Sin Vannvuth, the governor for Keo Seima district in Mondulkiri, said the operation, which began on Tuesday and consisted of 20 police, military police and forestry officials, was a joint effort to stop and check non-licensed vehicles for luxury wood.
At about 4am yesterday morning, after several eventless stoppages, the joint police forces intercepted a Lexus loaded with 16 pieces of timber and driven by National Military Police officer Sou Marith.
Vannvuth said Marith, who used to be in the military police at the provincial level, was so angered by the inconvenience that he stepped out of the car, pointed a gun at the district governor, got back in the car, and drove away.
“We are leading the forces and stopped his Lexus. It affects his interest, because we seized both the car and the rosewood, so he took out a gun, pointing it at me,” he said. “I never had any argument with Marith.

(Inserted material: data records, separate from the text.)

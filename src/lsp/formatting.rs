//! Document formatting. Source text is left unchanged.

use tower_lsp::lsp_types::TextEdit;

/// Edits that format a document: always none.
pub fn format_document() -> Vec<TextEdit> {
    Vec::new()
}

He pointed the gun at me because we interfered with the business.”
Governor Vannvuth decided to take him to court, filing the suit at the provincial courthouse on the same day, citing Marith’s alleged disregard for the rule of law.

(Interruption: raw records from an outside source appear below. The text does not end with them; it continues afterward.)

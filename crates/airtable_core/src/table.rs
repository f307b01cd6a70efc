use scrape_logging::{scrape_debug, scrape_info};

use crate::coerce::{coerce_cell, CoercionContext, CoercionOptions};
use crate::payload::RawPayload;
use crate::schema::{resolve_columns, ColumnDescriptor};
use crate::value::CellValue;

#[derive(Debug, Clone, PartialEq, Eq, thiserror::Error)]
#[error("row {row} has {found} cells but the table has {expected} columns")]
pub struct ShapeError {
    pub row: usize,
    pub expected: usize,
    pub found: usize,
}

/// One record; `cells[i]` belongs to `columns[i]` of the owning table.
#[derive(Debug, Clone, PartialEq, Default)]
pub struct Row {
    pub record_id: Option<String>,
    pub created_time: Option<String>,
    cells: Vec<CellValue>,
}

impl Row {
    pub fn new(cells: Vec<CellValue>) -> Self {
        Self {
            record_id: None,
            created_time: None,
            cells,
        }
    }

    pub fn with_record_id(mut self, record_id: impl Into<String>) -> Self {
        self.record_id = Some(record_id.into());
        self
    }

    pub fn cells(&self) -> &[CellValue] {
        &self.cells
    }
}

/// Point-in-time snapshot of a view: ordered columns and ordered rows.
///
/// Every row carries exactly one cell per column. Duplicate display names are
/// kept as declared; [`Table::column_keys`] gives unique keys for mapping exports.
#[derive(Debug, Clone, PartialEq, Default)]
pub struct Table {
    columns: Vec<ColumnDescriptor>,
    rows: Vec<Row>,
}

impl Table {
    pub fn new(columns: Vec<ColumnDescriptor>, rows: Vec<Row>) -> Result<Self, ShapeError> {
        if let Some((row, found)) = rows
            .iter()
            .enumerate()
            .map(|(i, r)| (i, r.cells.len()))
            .find(|(_, len)| *len != columns.len())
        {
            return Err(ShapeError {
                row,
                expected: columns.len(),
                found,
            });
        }
        let columns = columns
            .into_iter()
            .enumerate()
            .map(|(ordinal, column)| ColumnDescriptor { ordinal, ..column })
            .collect();
        Ok(Self { columns, rows })
    }

    pub fn columns(&self) -> &[ColumnDescriptor] {
        &self.columns
    }

    pub fn rows(&self) -> &[Row] {
        &self.rows
    }

    pub fn len(&self) -> usize {
        self.rows.len()
    }

    pub fn is_empty(&self) -> bool {
        self.rows.is_empty()
    }

    pub fn column_names(&self) -> Vec<&str> {
        self.columns.iter().map(|c| c.name.as_str()).collect()
    }

    /// Position of the first column called `name`.
    pub fn column_index(&self, name: &str) -> Option<usize> {
        self.columns.iter().position(|c| c.name == name)
    }

    /// Cell of row `row` in the first column called `name`.
    pub fn value(&self, row: usize, name: &str) -> Option<&CellValue> {
        let column = self.column_index(name)?;
        self.rows.get(row).and_then(|r| r.cells.get(column))
    }

    /// Unique keys in column order: repeated names get ` (2)`, ` (3)`, ...
    pub fn column_keys(&self) -> Vec<String> {
        let mut keys: Vec<String> = Vec::with_capacity(self.columns.len());
        for column in &self.columns {
            let mut key = column.name.clone();
            let mut n = 1;
            while keys.contains(&key) {
                n += 1;
                key = format!("{} ({n})", column.name);
            }
            keys.push(key);
        }
        keys
    }
}

/// Build the table from a payload: columns in declared order, rows in stored
/// order, absent cells resolved through the empty-marker rules.
pub fn assemble(payload: &RawPayload, options: &CoercionOptions) -> Table {
    let columns = resolve_columns(payload.raw_columns());
    let ctx = CoercionContext {
        options,
        users: payload.users(),
    };

    let rows: Vec<Row> = payload
        .raw_rows()
        .iter()
        .map(|raw| {
            let stray = raw
                .cell_values_by_column_id
                .keys()
                .filter(|id| !columns.iter().any(|c| &c.id == *id))
                .count();
            if stray > 0 {
                scrape_debug!("row {:?}: ignoring {} cells of undeclared columns", raw.id, stray);
            }
            let cells = columns
                .iter()
                .map(|column| coerce_cell(column, raw.cell_values_by_column_id.get(&column.id), &ctx))
                .collect();
            Row {
                record_id: Some(raw.id.clone()).filter(|id| !id.is_empty()),
                created_time: raw.created_time.clone(),
                cells,
            }
        })
        .collect();

    scrape_info!("assembled table with {} columns and {} rows", columns.len(), rows.len());
    Table { columns, rows }
}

“I represent the people and local authorities who serve the government. Therefore, having contempt for me is like having contempt for the lower national government department, too,” he said. “I must sue him to bring him to justice.”
That might be easier said than done. Police said that after Marith drove off, they surrounded his house later in the morning and, helped by a search warrant, entered, finding 20 cubic metres of illegal luxury wood. Vannvuth suspects that Marith was planning on transporting the trove to a neighbouring country.
Marith could not be reached. The provincial military police commander Sak Sarang’s phone was turned off when a reporter tried to contact him yesterday.
Kheng Tito, the National Military Police spokesman, said he was aware of the case and confirmed that a “Sou Marith” is in the National Military Police. His officers are investigating the case.
Sou Vuthy, deputy provincial prosecutor, said they are investigating and will question Marith’s family members who live at the home where the timber was found.